**Exercise instructions**
When the material ends, stop; until then, set down every line exactly.

**Provided material**
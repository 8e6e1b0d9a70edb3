//! Boundary between the pipeline and the media libraries it drives
//!
//! The pipeline never looks inside packets or frames. Demuxing, decoding,
//! drawing and the audio device are supplied through these traits; each one is
//! owned and called by exactly one stage thread.

pub mod pull;
pub mod synthetic;

use anyhow::Result;
use bytes::Bytes;

use crate::pipeline::types::{Packet, StreamLayout, VideoFrame};

pub use pull::{AudioPull, PullStatus};

/// Container reader feeding the demux stage.
pub trait MediaSource: Send {
    /// Stream indices to route on. Queried once before the first read.
    fn streams(&self) -> StreamLayout;

    /// Next packet in container order, `None` at end of input.
    fn read_packet(&mut self) -> Result<Option<Packet>>;
}

pub trait VideoDecoder: Send {
    /// Decode one packet. A packet may yield zero or more frames.
    fn decode(&mut self, packet: Packet) -> Result<Vec<VideoFrame>>;

    /// Frames still held by the decoder once input has ended.
    fn flush(&mut self) -> Vec<VideoFrame> {
        Vec::new()
    }
}

pub trait AudioDecoder: Send {
    /// Decode one packet into interleaved PCM in the configured format.
    fn decode(&mut self, packet: Packet) -> Result<Bytes>;

    fn flush(&mut self) -> Bytes {
        Bytes::new()
    }
}

/// Draws decoded frames. The frame is only borrowed for the call.
pub trait FrameRenderer: Send {
    fn draw(&mut self, frame: &VideoFrame) -> Result<()>;
}

/// Audio device driving playback by pulling PCM.
///
/// `start` hands over the pull side of the audio ring; the device keeps it for
/// as long as it plays and drops it when done, which releases the audio decoder
/// if it is still writing.
pub trait AudioOutput: Send {
    fn start(&mut self, pull: AudioPull) -> Result<()>;

    /// Stop pulling and release the ring. Must be safe to call more than once.
    fn stop(&mut self);
}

**Task output**
repository 8e6e1b0d9a70edb3
//! Boundary between the pipeline and the media libraries it drives
//!
//! The pipeline never looks inside packets or frames. Demuxing, decoding,
//! drawing and the audio device are supplied through these traits; each one is
//! owned and called by exactly one stage thread.

pub mod pull;
pub mod synthetic;

use anyhow::Result;
use bytes::Bytes;

use crate::pipeline::types::{Packet, StreamLayout, VideoFrame};

pub use pull::{AudioPull, PullStatus};

/// Container reader feeding the demux stage.
pub trait MediaSource: Send {
    /// Stream indices to route on. Queried once before the first read.
    fn streams(&self) -> StreamLayout;

    /// Next packet in container order, `None` at end of input.
    fn read_packet(&mut self) -> Result<Option<Packet>>;
}

pub trait VideoDecoder: Send {
    /// Decode one packet. A packet may yield zero or more frames.
    fn decode(&mut self, packet: Packet) -> Result<Vec<VideoFrame>>;

    /// Frames still held by the decoder once input has ended.
    fn flush(&mut self) -> Vec<VideoFrame> {
        Vec::new()
    }
}

pub trait AudioDecoder: Send {
    /// Decode one packet into interleaved PCM in the configured format.
    fn decode(&mut self, packet: Packet) -> Result<Bytes>;

    fn flush(&mut self) -> Bytes {
        Bytes::new()
    }
}

/// Draws decoded frames. The frame is only borrowed for the call.
pub trait FrameRenderer: Send {
    fn draw(&mut self, frame: &VideoFrame) -> Result<()>;
}

/// Audio device driving playback by pulling PCM.
///
/// `start` hands over the pull side of the audio ring; the device keeps it for
/// as long as it plays and drops it when done, which releases the audio decoder
/// if it is still writing.
pub trait AudioOutput: Send {
    fn start(&mut self, pull: AudioPull) -> Result<()>;

    /// Stop pulling and release the ring. Must be safe to call more than once.
    fn stop(&mut self);
}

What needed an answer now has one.